Michele Bachmann dropped out of the hunt once the Iowa results were announced and Herman Cain, of course, had dropped out even earlier, just as some readers were packing for the ocean, when he was ambushed by a spate of charges about undue attention to women other than his wife. Cain’s problems, of course, were further compounded by a chaotic campaign organisation and a nearly invisible capability whenever he was called to explain his foreign policy views.

In Russia, meanwhile, thousands of Russians braved their winter weather to gather in Moscow and other cities to protest Vladimir Putin’s version of open politics and his self-appointed status as the country’s next president. In his amble to become Russia’s once and future president, Putin has now managed to attract several opponents, although his frontrunner status is more of a lock than even Mitt Romney’s. Nonetheless, Putin will have to go through the formality of an election campaign and some actual voting – and likely more protest actions before he takes over again.

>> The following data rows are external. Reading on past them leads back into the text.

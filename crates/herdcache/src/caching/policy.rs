use std::time::{Duration, SystemTime};

use rand::Rng;
use serde::Deserialize;

/// The stale retention used when stale values are enabled without configuring one.
const DEFAULT_STALE_RETENTION: Duration = Duration::from_secs(24 * 60 * 60);

/// How the deadline of a local cache entry moves over time.
#[derive(Debug, Clone, Copy, Default, Deserialize, PartialEq, Eq)]
#[serde(rename_all = "lowercase")]
pub enum Expiration {
    /// The entry expires a fixed time after it was written.
    #[default]
    Absolute,
    /// Every fresh hit pushes the deadline out by another `local_ttl`.
    Sliding,
}

/// The expiration and failure policy of a cache.
///
/// Every cache has a configured policy, which can be overridden for single accesses with
/// [`Cacher::get_or_create_with_policy`](super::Cacher::get_or_create_with_policy).
#[derive(Debug, Clone, Deserialize, PartialEq)]
#[serde(default)]
pub struct Policy {
    /// Time-to-live of entries in the in-memory cache.
    ///
    /// Defaults to `1s`.
    #[serde(with = "humantime_serde")]
    pub local_ttl: Duration,

    /// Time-to-live of entries in the shared cache.
    ///
    /// Defaults to `5m`.
    #[serde(with = "humantime_serde")]
    pub shared_ttl: Duration,

    /// Whether the in-memory deadline is fixed at write time or extended on access.
    pub expiration: Expiration,

    /// Serve an expired entry instead of failing when the computation fails.
    pub allow_stale_on_failure: bool,

    /// Serve an expired entry right away and refresh it in the background.
    pub background_refresh: bool,

    /// For how long expired entries are kept around to be served as stale values.
    ///
    /// Defaults to `0s`, meaning entries are dropped as soon as they expire. When
    /// `allow_stale_on_failure` or `background_refresh` is set, a zero retention means one day
    /// instead.
    #[serde(with = "humantime_serde")]
    pub stale_retention: Duration,

    /// Maximum duration of a single computation.
    #[serde(with = "humantime_serde")]
    pub compute_timeout: Option<Duration>,

    /// Fraction of `local_ttl` after which a fresh hit triggers a background refresh.
    ///
    /// Only values between `0.0` and `1.0` (both exclusive) are honored.
    pub eager_refresh_threshold: Option<f64>,

    /// Upper bound of a random duration added to every time-to-live.
    #[serde(with = "humantime_serde")]
    pub ttl_jitter: Option<Duration>,
}

impl Default for Policy {
    fn default() -> Self {
        Self {
            local_ttl: Duration::from_secs(1),
            shared_ttl: Duration::from_secs(5 * 60),
            expiration: Expiration::Absolute,
            allow_stale_on_failure: false,
            background_refresh: false,
            stale_retention: Duration::ZERO,
            compute_timeout: None,
            eager_refresh_threshold: None,
            ttl_jitter: None,
        }
    }
}

impl Policy {
    /// Returns `true` if the given eager refresh threshold can be used.
    pub fn is_valid_threshold(threshold: f64) -> bool {
        threshold > 0.0 && threshold < 1.0
    }

    /// For how long expired entries are retained for stale serving.
    pub fn effective_stale_retention(&self) -> Duration {
        let serves_stale = self.allow_stale_on_failure || self.background_refresh;
        if serves_stale && self.stale_retention.is_zero() {
            DEFAULT_STALE_RETENTION
        } else {
            self.stale_retention
        }
    }

    /// The deadline of a new in-memory entry written at `now`.
    pub fn local_expiry(&self, now: SystemTime) -> SystemTime {
        now + self.jittered(self.local_ttl)
    }

    /// The deadline of a new shared cache entry written at `now`.
    pub fn shared_expiry(&self, now: SystemTime) -> SystemTime {
        now + self.jittered(self.shared_ttl)
    }

    /// The point in time after which a fresh entry should be refreshed eagerly.
    pub fn eager_refresh_at(&self, created_at: SystemTime, expires_at: SystemTime) -> Option<SystemTime> {
        let threshold = self
            .eager_refresh_threshold
            .filter(|t| Self::is_valid_threshold(*t))?;
        let ttl = expires_at.duration_since(created_at).ok()?;
        Some(created_at + ttl.mul_f64(threshold))
    }

    fn jittered(&self, ttl: Duration) -> Duration {
        match self.ttl_jitter {
            Some(jitter) if !jitter.is_zero() => {
                ttl + rand::thread_rng().gen_range(Duration::ZERO..=jitter)
            }
            _ => ttl,
        }
    }
}
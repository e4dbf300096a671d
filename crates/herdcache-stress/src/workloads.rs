use std::sync::Arc;
use std::sync::atomic::{AtomicUsize, Ordering};
use std::time::Duration;

use futures::future::{BoxFuture, FutureExt};
use herdcache::caching::{CacheEntry, Cacher};
use serde::{Deserialize, Serialize};

#[derive(Debug, Deserialize, Serialize)]
pub struct WorkloadsConfig {
    pub workloads: Vec<Workload>,
}

#[derive(Debug, Clone, Deserialize, Serialize)]
pub struct Workload {
    /// The name of the cache to use.
    pub cache: String,
    /// The number of concurrent clients.
    pub concurrency: usize,
    /// The key all clients are asking for.
    #[serde(default = "default_key")]
    pub key: String,
    /// How long a single computation takes.
    #[serde(default = "default_compute_delay", with = "humantime_serde")]
    pub compute_delay: Duration,
    /// How long each client waits between two requests.
    #[serde(default, with = "humantime_serde")]
    pub think_time: Duration,
}

fn default_key() -> String {
    "k".into()
}

fn default_compute_delay() -> Duration {
    Duration::from_secs(3)
}

/// A simulated slow computation, counting how often it runs.
fn slow_computation(
    delay: Duration,
    computations: Arc<AtomicUsize>,
) -> impl FnOnce() -> BoxFuture<'static, anyhow::Result<String>> + Send + 'static {
    move || {
        async move {
            let computation = computations.fetch_add(1, Ordering::Relaxed) + 1;
            tokio::time::sleep(delay).await;
            Ok(format!("computation #{computation}"))
        }
        .boxed()
    }
}

/// Sends a single request of `workload` to `cacher`.
pub async fn process_request(
    cacher: &Cacher<String>,
    workload: &Workload,
    computations: &Arc<AtomicUsize>,
) -> CacheEntry<String> {
    let compute = slow_computation(workload.compute_delay, Arc::clone(computations));
    cacher.get_or_create(workload.key.as_str(), compute).await
}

Returning to the US for a moment, readers may not have seen news released at the end of the first week of January – unemployment there has dropped for the past three consecutive months and now stands at 8.5% – the lowest since February 2009. This descending trend line is the best news Barack Obama has received for quite a while on the economic front. If this positive trend (obviously at risk from any new developments in the eurozone crisis, a sharp, sudden deflation in the Chinese property bubble or even a shift towards hostilities with Iran) continues into 2012, it could actually make him the favourite in November’s general election. Stay tuned on this one.

Now, here in Africa, Nigeria suddenly began to suffer from a terrorist bombing campaign poised to shatter the delicate religious peace between Christians and Moslems in Africa’s largest nation. Apparently set off by the attacks of Boko Haram – an Islamic fundamentalist group bent on introducing religious rule in the country – retaliatory raids have now come to Moslem institutions as well for other groups. Nigeria’s fate could be Africa’s big story for the beginning of 2012, even though the vicissitudes of the continent’s newest nation, South Sudan, and famine’s refugees in north-eastern Africa could give Nigeria’s problems a run for their money.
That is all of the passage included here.